While he was coming up with the infamous Danger Zone, Giorgio Moroder thought of talks he had with his Ferrari mechanic. Harold Faltermeyer’s inspiration for the soundtrack was seeing firsthand how a lot of real fighter pilots blasted Billy Idol. Terri Nunn, who carried us into the skies in her own way during the love scene, was singing Moroder’s lyrics from an actual lonely yearning for love. We went from “If only for today, I am unafraid” to “I know you’re scared and your pain is imperfect, But don’t you give up on yourself.” When the new film wants to, it’s entirely within its rights to just re-use the old songs. Tom was right to know he couldn’t possibly match that lightning in a bottle even if he brought Moroder, Loggins and the boys back, but the inspiration for the new film’s ballad being anxiety over the state of the world as the Long ’90s comes to a tedious end really does set the tone for the different orientations of both films: one intrepidly breaking into the new, the other in the past’s shadow. Cue the “We used to make shit in this country” jeremiad from The Wire.

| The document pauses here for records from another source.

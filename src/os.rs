//! Platform virtual-memory primitives for code-region reservation.
//!
//! The cache reserves its entire address window once at startup
//! (mmap/VirtualAlloc) and releases it only when the owning
//! [`AddressRange`](crate::AddressRange) is dropped. Pages are mapped
//! read-write and committed lazily by the OS; write-xor-execute transitions
//! are the compiler backend's concern, not the cache's.

#[cfg(unix)]
mod platform {
    use std::ptr;

    /// Reserve `size` bytes of read-write anonymous memory.
    pub unsafe fn reserve_rw(size: usize) -> *mut u8 {
        let ptr = unsafe {
            libc::mmap(
                ptr::null_mut(),
                size,
                libc::PROT_READ | libc::PROT_WRITE,
                libc::MAP_PRIVATE | libc::MAP_ANONYMOUS,
                -1,
                0,
            )
        };
        if ptr == libc::MAP_FAILED {
            ptr::null_mut()
        } else {
            ptr as *mut u8
        }
    }

    /// Release a reservation made by `reserve_rw`.
    pub unsafe fn release(ptr: *mut u8, size: usize) {
        unsafe {
            libc::munmap(ptr as *mut _, size);
        }
    }

    /// Get the system page size.
    pub fn page_size() -> usize {
        // SAFETY: sysconf is safe to call with _SC_PAGESIZE
        unsafe { libc::sysconf(libc::_SC_PAGESIZE) as usize }
    }
}

#[cfg(windows)]
mod platform {
    use std::ptr;
    use windows_sys::Win32::System::Memory::{
        VirtualAlloc, VirtualFree, MEM_COMMIT, MEM_RELEASE, MEM_RESERVE, PAGE_READWRITE,
    };

    /// Reserve `size` bytes of read-write memory.
    pub unsafe fn reserve_rw(size: usize) -> *mut u8 {
        unsafe {
            VirtualAlloc(ptr::null(), size, MEM_COMMIT | MEM_RESERVE, PAGE_READWRITE) as *mut u8
        }
    }

    /// Release a reservation made by `reserve_rw`.
    pub unsafe fn release(ptr: *mut u8, _size: usize) {
        unsafe {
            VirtualFree(ptr as *mut _, 0, MEM_RELEASE);
        }
    }

    /// Get the system page size.
    pub fn page_size() -> usize {
        use windows_sys::Win32::System::SystemInformation::{GetSystemInfo, SYSTEM_INFO};
        // SAFETY: SYSTEM_INFO can be zero-initialized and GetSystemInfo always succeeds
        let mut info: SYSTEM_INFO = unsafe { std::mem::zeroed() };
        unsafe { GetSystemInfo(&mut info) };
        info.dwPageSize as usize
    }
}

pub use platform::{release, reserve_rw};

/// Get the system page size.
#[inline]
pub fn page_size() -> usize {
    platform::page_size()
}

/// Align a size up to the nearest page boundary.
#[inline]
pub fn page_align(size: usize) -> usize {
    let page = page_size();
    (size + page - 1) & !(page - 1)
}

#[cfg(test)]
mod tests {
    use super::*;

    #[test]
    fn test_page_size_is_power_of_two() {
        let page = page_size();
        assert!(page >= 4096);
        assert!(page.is_power_of_two());
    }

    #[test]
    fn test_page_align() {
        let page = page_size();
        assert_eq!(page_align(1), page);
        assert_eq!(page_align(page), page);
        assert_eq!(page_align(page + 1), 2 * page);
    }

    #[test]
    fn test_reserve_and_release() {
        let size = page_align(64 * 1024);
        let ptr = unsafe { reserve_rw(size) };
        assert!(!ptr.is_null());

        // Pages are committed lazily; a write must succeed.
        unsafe {
            ptr.write(0xAB);
            assert_eq!(ptr.read(), 0xAB);
            release(ptr, size);
        }
    }
}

This sequel was very true to the rotten corpse and self-serving fandom fantasies of the original, but a sequel true to the spirit of the original would have looked very different. However, an imperfect but far better example of a film that falls into my second category, ones that invite audiences in with memories of the past, usually sequels but also pastiches, would be Blade Runner 2049. In my opinion, it’s an improvement on the original. It remains imperfect because it was as much of a box office dud as its predecessor. People love ripping through the open air on a fighter plane and dreamy romances a lot more than dismal futures of peonage and depressing pocket waifus. But what it got right was allowing a new unique vision from Denis Villeneuve to carry on further thoughts on the same world from Hampton Fancher. The uniqueness here was the sterility of robotics and tech, the story a slapdash jaunt pantomiming the original, the vision Tom Cruise Inc..

Top Gun: Maverick achieves its success, I think, in being the empty calories of fandom appeasement. It very unmaverickly and vigilantly nods to “you, the fans” in a way pious to the inert elements of the original with some new kinetic elements thanks to tech advances that will wow you and roll the feelings, but like the RedLetterMedia guys asked of Ghostbusters: Afterlife, what new icon was built here? Even Ghostbusters 2 had Vigo the Carpathian. Those Su-57s weren’t as good as Vigo. An actually daring sequel probably would have been impossible because of the hegemony of the common fan, and the common Tom.